Case Presentation:

A 61 year-old woman presented with unbearable weakness and muscle aches that progressed over the past two weeks. The patient was seen in clinic the day prior for these symptoms and overall lethargy to the point of inability to stand or walk. On examination, she had generalized weakness, dry skin, a flat affect, and a well-healed transverse surgical scar across her anterior neck. Electrolyte studies revealed a serum calcium of 6.2 mg/dL (normal: 8.9-10.3 mg/dL), total Vitamin D (VitD) 25-hydroxy <10 ng/mL (normal: 30-80 ng/mL), and a parathyroid hormone (PTH) level of 45 pg/mL (normal: 12-88 pg/mL). The remainder of her workup was normal including serum albumin, magnesium, alkaline phosphatase, thyroid stimulating hormone and kidney function.

In review of the patient’s history, she had undergone surgical resection of a thyroid lymphoma 20 years prior and was subsequently treated with local radiation. The patient was adequately replaced with thyroid hormone and had maintained normal electrolytes for many years. Replenishment of calcium and vitamin D was initiated with oral calcium carbonate, intravenous calcium gluconate, oral Vitamin D2 and oral 1, 25-dihydroxyvitamin D3. At the time of discharge, the patient’s serum calcium had improved to 8.4 mg/dL and most importantly, her mood and strength were returning to baseline.


Discussion:

The symptoms of hypocalcemia are broad as this case demonstrated a subtle presentation of weakness, muscle cramps, dry skin, and personality changes. Previous authors have suggested unique symptom profiles when comparing early and late-onset hypocalcemia in post-thyroidectomy patients. Late-onset hypocalcemia symptoms were similar to our patient, but the symptoms of early hypocalcemia in post-thyroidectomy patients typically included more overt findings of numbness, tingling, and tetany. 
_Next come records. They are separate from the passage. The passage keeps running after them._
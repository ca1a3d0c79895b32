//! Redaction strategies for diff output
//!
//! Diff text may contain sensitive production data, so it is never logged
//! raw. Every strategy implements [`EncryptionService`]: plaintext in,
//! printable (base64) string out. Variants:
//! - [`NoopEncryptionService`]: base64 only, no confidentiality
//! - [`CipherEncryptionService`]: wraps a caller-supplied primitive
//! - [`AesEncryptionService`]: AES-256-CBC from a hex key and IV
//! - [`PublicKeyEncryptionService`]: RSA-OAEP with SHA-256

mod aes;
mod cipher;
mod rsa;

pub use self::aes::AesEncryptionService;
pub use self::cipher::{Cipher, CipherEncryptionService};
pub use self::rsa::PublicKeyEncryptionService;

use crate::error::EncryptionError;
use base64::engine::general_purpose::STANDARD as BASE64;
use base64::Engine as _;

/// Turns diff text into a printable, optionally confidential log value
///
/// The result is emitted into logs verbatim, so it must be printable. A
/// failure is a redaction error: the reporting step catches and logs it
/// rather than ever emitting unredacted text.
pub trait EncryptionService: Send + Sync {
    /// Encrypt the given plaintext for logging
    ///
    /// # Errors
    /// Returns [`EncryptionError`] if the underlying primitive fails.
    fn encrypt(&self, plaintext: &str) -> Result<String, EncryptionError>;
}

/// Redaction strategy without confidentiality
///
/// Base64-encodes the plaintext so the value is safely transportable in log
/// pipelines, but anyone can decode it. For public or non-sensitive data only.
#[derive(Debug, Clone, Copy, Default)]
pub struct NoopEncryptionService;

impl NoopEncryptionService {
    /// Create a no-op service
    #[inline]
    #[must_use]
    pub const fn new() -> Self {
        Self
    }
}

impl EncryptionService for NoopEncryptionService {
    fn encrypt(&self, plaintext: &str) -> Result<String, EncryptionError> {
        Ok(BASE64.encode(plaintext.as_bytes()))
    }
}

#[cfg(test)]
mod tests {
    use super::*;

    #[test]
    fn noop_round_trips_through_base64() {
        let plain = "'place' changed: 'Dintelooord' -> 'Dinteloord'\n\
                     'madrigals' collection changes :\n\
                     \u{20}  1. 'Bruno' changed to 'Mirabel'\n\
                     \u{20}  0. 'Bruno' added";

        let encoded = NoopEncryptionService::new().encrypt(plain).unwrap();
        let decoded = BASE64.decode(encoded).unwrap();

        assert_eq!(String::from_utf8(decoded).unwrap(), plain);
    }

    #[test]
    fn noop_output_is_printable() {
        let encoded = NoopEncryptionService::new().encrypt("some\0binary\u{7}").unwrap();
        assert!(encoded.chars().all(|c| c.is_ascii_graphic()));
    }
}
//! Shadow task execution contexts
//!
//! The shadow path (new flow, diff, redaction, logging) always runs on an
//! execution context separate from the caller's thread, so the production
//! path's latency is a function of the current flow alone. Callers can plug
//! in their own context via [`ShadowExecutor`]; the default grows without
//! bound, one worker thread per sampled call.

use crate::error::ExecuteError;

/// A unit of shadow work
pub type ShadowTask = Box<dyn FnOnce() + Send + 'static>;

/// Execution context for shadow tasks
///
/// Implementations must not run the task on the calling thread unless that is
/// explicitly their point (see [`InlineExecutor`]): the shadow flow relies on
/// `execute` returning promptly. A rejected submission is reported through the
/// error; the shadow flow catches and logs it.
pub trait ShadowExecutor: Send + Sync {
    /// Submit a task for execution
    ///
    /// # Errors
    /// Returns [`ExecuteError`] if the context cannot accept the task.
    fn execute(&self, task: ShadowTask) -> Result<(), ExecuteError>;
}

/// Default execution context: one detached OS thread per sampled call
///
/// Unbounded and growable. Threads are fire-and-forget; if the process exits,
/// in-flight shadow tasks are abandoned.
#[derive(Debug, Clone, Copy, Default)]
pub struct ThreadPerTaskExecutor;

impl ThreadPerTaskExecutor {
    /// Create the default executor
    #[inline]
    #[must_use]
    pub const fn new() -> Self {
        Self
    }
}

impl ShadowExecutor for ThreadPerTaskExecutor {
    fn execute(&self, task: ShadowTask) -> Result<(), ExecuteError> {
        std::thread::Builder::new()
            .name("shadow-flow-worker".into())
            .spawn(task)
            .map(drop)
            .map_err(ExecuteError::from)
    }
}

/// Runs the task on the calling thread, before `execute` returns
///
/// Defeats the non-interference guarantee on purpose; intended for tests that
/// need the shadow comparison to have completed by the time `compare` returns.
#[derive(Debug, Clone, Copy, Default)]
pub struct InlineExecutor;

impl InlineExecutor {
    /// Create an inline executor
    #[inline]
    #[must_use]
    pub const fn new() -> Self {
        Self
    }
}

impl ShadowExecutor for InlineExecutor {
    fn execute(&self, task: ShadowTask) -> Result<(), ExecuteError> {
        task();
        Ok(())
    }
}

#[cfg(test)]
mod tests {
    use super::*;
    use std::sync::atomic::{AtomicBool, Ordering};
    use std::sync::mpsc;
    use std::sync::Arc;

    #[test]
    fn thread_per_task_runs_off_the_calling_thread() {
        let (tx, rx) = mpsc::channel();
        let caller = std::thread::current().id();

        ThreadPerTaskExecutor::new()
            .execute(Box::new(move || {
                tx.send(std::thread::current().id()).unwrap();
            }))
            .unwrap();

        let worker = rx.recv_timeout(std::time::Duration::from_secs(5)).unwrap();
        assert_ne!(caller, worker);
    }

    #[test]
    fn inline_executor_completes_before_returning() {
        let ran = Arc::new(AtomicBool::new(false));
        let flag = Arc::clone(&ran);

        InlineExecutor::new()
            .execute(Box::new(move || flag.store(true, Ordering::SeqCst)))
            .unwrap();

        assert!(ran.load(Ordering::SeqCst));
    }
}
The additional impact of radiation in provoking late-onset hypoparathyroidism is poorly documented. Few reports conversely identify external beam radiation with hyperparathyroidism that is thought to arise from adenomatous change, hyperplasia or malignant transformation of the parathyroid glands. Unfortunately, a histological link between cases of hypoparathyroidism and radiation exposure has yet to be studied. It is well known that high-dose external beam radiation produces fibrosis and vascular insufficiency, which may predispose to late-onset parathyroid dysfunction.

Hypoparathyroidism, vitamin D deficiency, renal wasting, and concurrent electrolyte abnormalities are a few of the necessary considerations in evaluating the etiology of hypocalcemia. Primary hypoparathyroidism involves both the Surgeon and the Hospitalist.  Surgical damage is the most common cause of transient or permanent primary hypoparathyroidism, but the Hospitalist is responsible to recognize the variable timeline of presenation, unique symptom profile and aggressively replace the electrolytes.

Conclusions:

1. Recognize the unique spectrum of symptoms associated with hypocalcemia in the early and late post-thyroidectomy states.

2. Consider the long-term impact of radiation therapy on the parathyroid glands.

3. Develop an approach to differentiate between the etiologies of hypocalcemia and initiate appropriate treatment.